Deficiency of IL-12p35 Improves Cardiac Repair after Myocardial Infarction by Promoting Angiogenesis.

Aims IL-12p35 is a pro-inflammatory cytokine that participates in a variety of inflammatory diseases. This study aimed to determine whether IL-12 regulates cardiac injury and repair following acute myocardial infarction (AMI) and investigate the underlying mechanisms. Methods and results Mice with AMI showed a marked increase in IL-12p35 expression of ischaemic cardiac tissues. IL-12was mainly produced by CD11b(+) monocytes. Cardiac functions were significantly improved in IL-12p35 knockout (p35-KO) mice compared with wild-type (WT) littermates in response to AMI. IL-12p35 deficiency attenuated the infarct scar and hypertrophy compared with WT mice.
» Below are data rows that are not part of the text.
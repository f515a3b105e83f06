use std::time::Duration;

/// Response payload after the JSON-or-text decode step
#[derive(Debug, Clone, PartialEq, Eq)]
pub enum ResponseBody {
    /// Valid JSON, re-rendered with two-space indentation
    Json(String),
    /// Anything else, kept byte-for-byte
    RawText(String),
}

impl ResponseBody {
    /// Numbers are re-rendered by `serde_json`: exponent forms come back as
    /// plain floats and values outside `f64` range fail the parse.
    pub fn decode(text: String) -> Self {
        match serde_json::from_str::<serde_json::Value>(&text) {
            Ok(value) => match serde_json::to_string_pretty(&value) {
                Ok(pretty) => ResponseBody::Json(pretty),
                Err(_) => ResponseBody::RawText(text),
            },
            Err(_) => ResponseBody::RawText(text),
        }
    }

    pub fn as_str(&self) -> &str {
        match self {
            ResponseBody::Json(s) | ResponseBody::RawText(s) => s,
        }
    }

    pub fn is_json(&self) -> bool {
        matches!(self, ResponseBody::Json(_))
    }
}

#[derive(Debug, Clone, Copy, PartialEq, Eq)]
pub enum StatusClass {
    Informational,
    Success,
    Redirect,
    ClientError,
    ServerError,
    Unknown,
}

#[derive(Debug, Clone)]
pub struct Response {
    pub status: u16,
    pub status_text: String,
    pub headers: Vec<(String, String)>,
    pub body: ResponseBody,
    pub elapsed: Duration,
    pub size_bytes: usize,
}

impl Response {
    /// Round-trip time in whole milliseconds, halves rounded away from zero
    pub fn elapsed_ms(&self) -> u64 {
        ((self.elapsed.as_nanos() + 500_000) / 1_000_000) as u64
    }

    /// Format elapsed time for display (e.g., "123ms", "1.2s")
    pub fn elapsed_display(&self) -> String {
        let ms = self.elapsed_ms();
        if ms < 1000 {
            format!("{}ms", ms)
        } else {
            format!("{:.1}s", self.elapsed.as_secs_f64())
        }
    }

    /// Format body size for display (e.g., "1.2 KB", "3.4 MB")
    pub fn size_display(&self) -> String {
        let bytes = self.size_bytes;
        if bytes < 1024 {
            format!("{} B", bytes)
        } else if bytes < 1024 * 1024 {
            format!("{:.1} KB", bytes as f64 / 1024.0)
        } else {
            format!("{:.1} MB", bytes as f64 / (1024.0 * 1024.0))
        }
    }

    pub fn status_class(&self) -> StatusClass {
        match self.status {
            100..=199 => StatusClass::Informational,
            200..=299 => StatusClass::Success,
            300..=399 => StatusClass::Redirect,
            400..=499 => StatusClass::ClientError,
            500..=599 => StatusClass::ServerError,
            _ => StatusClass::Unknown,
        }
    }
}

/// Outcome of the most recent send.
///
/// `Loading` is the in-flight period: every result field reads as absent.
/// A finished attempt is either a full `Success` or an `Error`, never both.
#[derive(Debug, Clone, Default)]
pub enum RequestState {
    /// No request has been made yet
    #[default]
    Idle,
    /// Request is currently in progress
    Loading,
    /// Request completed successfully
    Success(Response),
    /// Request failed with an error
    Error(String),
}

impl RequestState {
    pub fn is_in_flight(&self) -> bool {
        matches!(self, RequestState::Loading)
    }

    pub fn response(&self) -> Option<&Response> {
        match self {
            RequestState::Success(response) => Some(response),
            _ => None,
        }
    }

    pub fn status(&self) -> Option<u16> {
        self.response().map(|r| r.status)
    }

    pub fn elapsed_ms(&self) -> Option<u64> {
        self.response().map(Response::elapsed_ms)
    }

    pub fn response_headers(&self) -> Option<&[(String, String)]> {
        self.response().map(|r| r.headers.as_slice())
    }

    pub fn response_body(&self) -> Option<&str> {
        self.response().map(|r| r.body.as_str())
    }

    pub fn error(&self) -> Option<&str> {
        match self {
            RequestState::Error(message) => Some(message),
            _ => None,
        }
    }
}

#[cfg(test)]
mod tests {
    use super::*;

    fn response(elapsed: Duration) -> Response {
        Response {
            status: 200,
            status_text: "OK".to_string(),
            headers: vec![("content-type".into(), "text/plain".into())],
            body: ResponseBody::RawText("hi".into()),
            elapsed,
            size_bytes: 2,
        }
    }

    #[test]
    fn json_body_is_pretty_printed() {
        let body = ResponseBody::decode(r#"{"a":1}"#.to_string());
        assert_eq!(body, ResponseBody::Json("{\n  \"a\": 1\n}".to_string()));
    }

    #[test]
    fn json_key_order_is_preserved() {
        let body = ResponseBody::decode(r#"{"z":1,"a":[true,null]}"#.to_string());
        assert_eq!(
            body.as_str(),
            "{\n  \"z\": 1,\n  \"a\": [\n    true,\n    null\n  ]\n}"
        );
    }

    #[test]
    fn non_json_body_is_unchanged() {
        let body = ResponseBody::decode("not json".to_string());
        assert_eq!(body, ResponseBody::RawText("not json".to_string()));
        assert!(!body.is_json());
    }

    #[test]
    fn exponent_numbers_are_rewritten_as_floats() {
        let body = ResponseBody::decode(r#"{"n":1e2}"#.to_string());
        assert_eq!(body.as_str(), "{\n  \"n\": 100.0\n}");
    }

    #[test]
    fn out_of_range_number_keeps_raw_text() {
        let body = ResponseBody::decode("[1e400]".to_string());
        assert_eq!(body, ResponseBody::RawText("[1e400]".to_string()));
    }

    #[test]
    fn empty_body_is_raw_text() {
        assert_eq!(ResponseBody::decode(String::new()), ResponseBody::RawText(String::new()));
    }

    #[test]
    fn elapsed_rounds_to_nearest_millisecond() {
        assert_eq!(response(Duration::from_micros(12_400)).elapsed_ms(), 12);
        assert_eq!(response(Duration::from_micros(12_500)).elapsed_ms(), 13);
        assert_eq!(response(Duration::ZERO).elapsed_ms(), 0);
    }

    #[test]
    fn elapsed_and_size_display() {
        assert_eq!(response(Duration::from_millis(123)).elapsed_display(), "123ms");
        assert_eq!(response(Duration::from_millis(1300)).elapsed_display(), "1.3s");

        let mut r = response(Duration::ZERO);
        r.size_bytes = 2048;
        assert_eq!(r.size_display(), "2.0 KB");
        r.size_bytes = 10;
        assert_eq!(r.size_display(), "10 B");
    }

    #[test]
    fn status_classes() {
        let mut r = response(Duration::ZERO);
        assert_eq!(r.status_class(), StatusClass::Success);
        r.status = 404;
        assert_eq!(r.status_class(), StatusClass::ClientError);
        r.status = 503;
        assert_eq!(r.status_class(), StatusClass::ServerError);
    }

    #[test]
    fn loading_state_reads_as_all_absent() {
        let state = RequestState::Loading;
        assert!(state.is_in_flight());
        assert_eq!(state.status(), None);
        assert_eq!(state.elapsed_ms(), None);
        assert!(state.response_headers().is_none());
        assert!(state.response_body().is_none());
        assert!(state.error().is_none());
    }

    #[test]
    fn success_and_error_are_exclusive() {
        let ok = RequestState::Success(response(Duration::from_millis(5)));
        assert_eq!(ok.status(), Some(200));
        assert_eq!(ok.elapsed_ms(), Some(5));
        assert_eq!(ok.response_body(), Some("hi"));
        assert_eq!(ok.response_headers().map(<[_]>::len), Some(1));
        assert!(ok.error().is_none());

        let err = RequestState::Error("URL is required".into());
        assert_eq!(err.error(), Some("URL is required"));
        assert!(err.status().is_none());
        assert!(err.response_body().is_none());
        assert!(!err.is_in_flight());
    }
}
RNA transcriptome sequencing and quantitative RT-PCR analysis of CD11b(+) monocytes isolated from WT and p35-KO ischaemic hearts revealed a distinct transcriptional profile in p35-KO CD11b(+) monocytes, displaying pro-angiogenesis and anti-inflammation properties. Angiogenesis was enhanced in p35-KO mice with AMI and hindlimb ischaemia. Moreover, tube formation assay and Matrigel plug analysis demonstrated that IL-12 inhibition of angiogenesis was dependent on monocytes. IL-12p35 deficiency inhibited inflammation by reducing chemokine production and monocyte infiltration into the heart. Finally, administration of an IL-12p35-neutralizing antibody limited AMI-induced inflammatory cell infiltration into the heart and improved angiogenesis and cardiac function. Conclusions Deficiency of IL-12p35 limited AMI-induced cardiac injury by promoting pro-angiogenesis and anti-inflammatory functions of monocytes.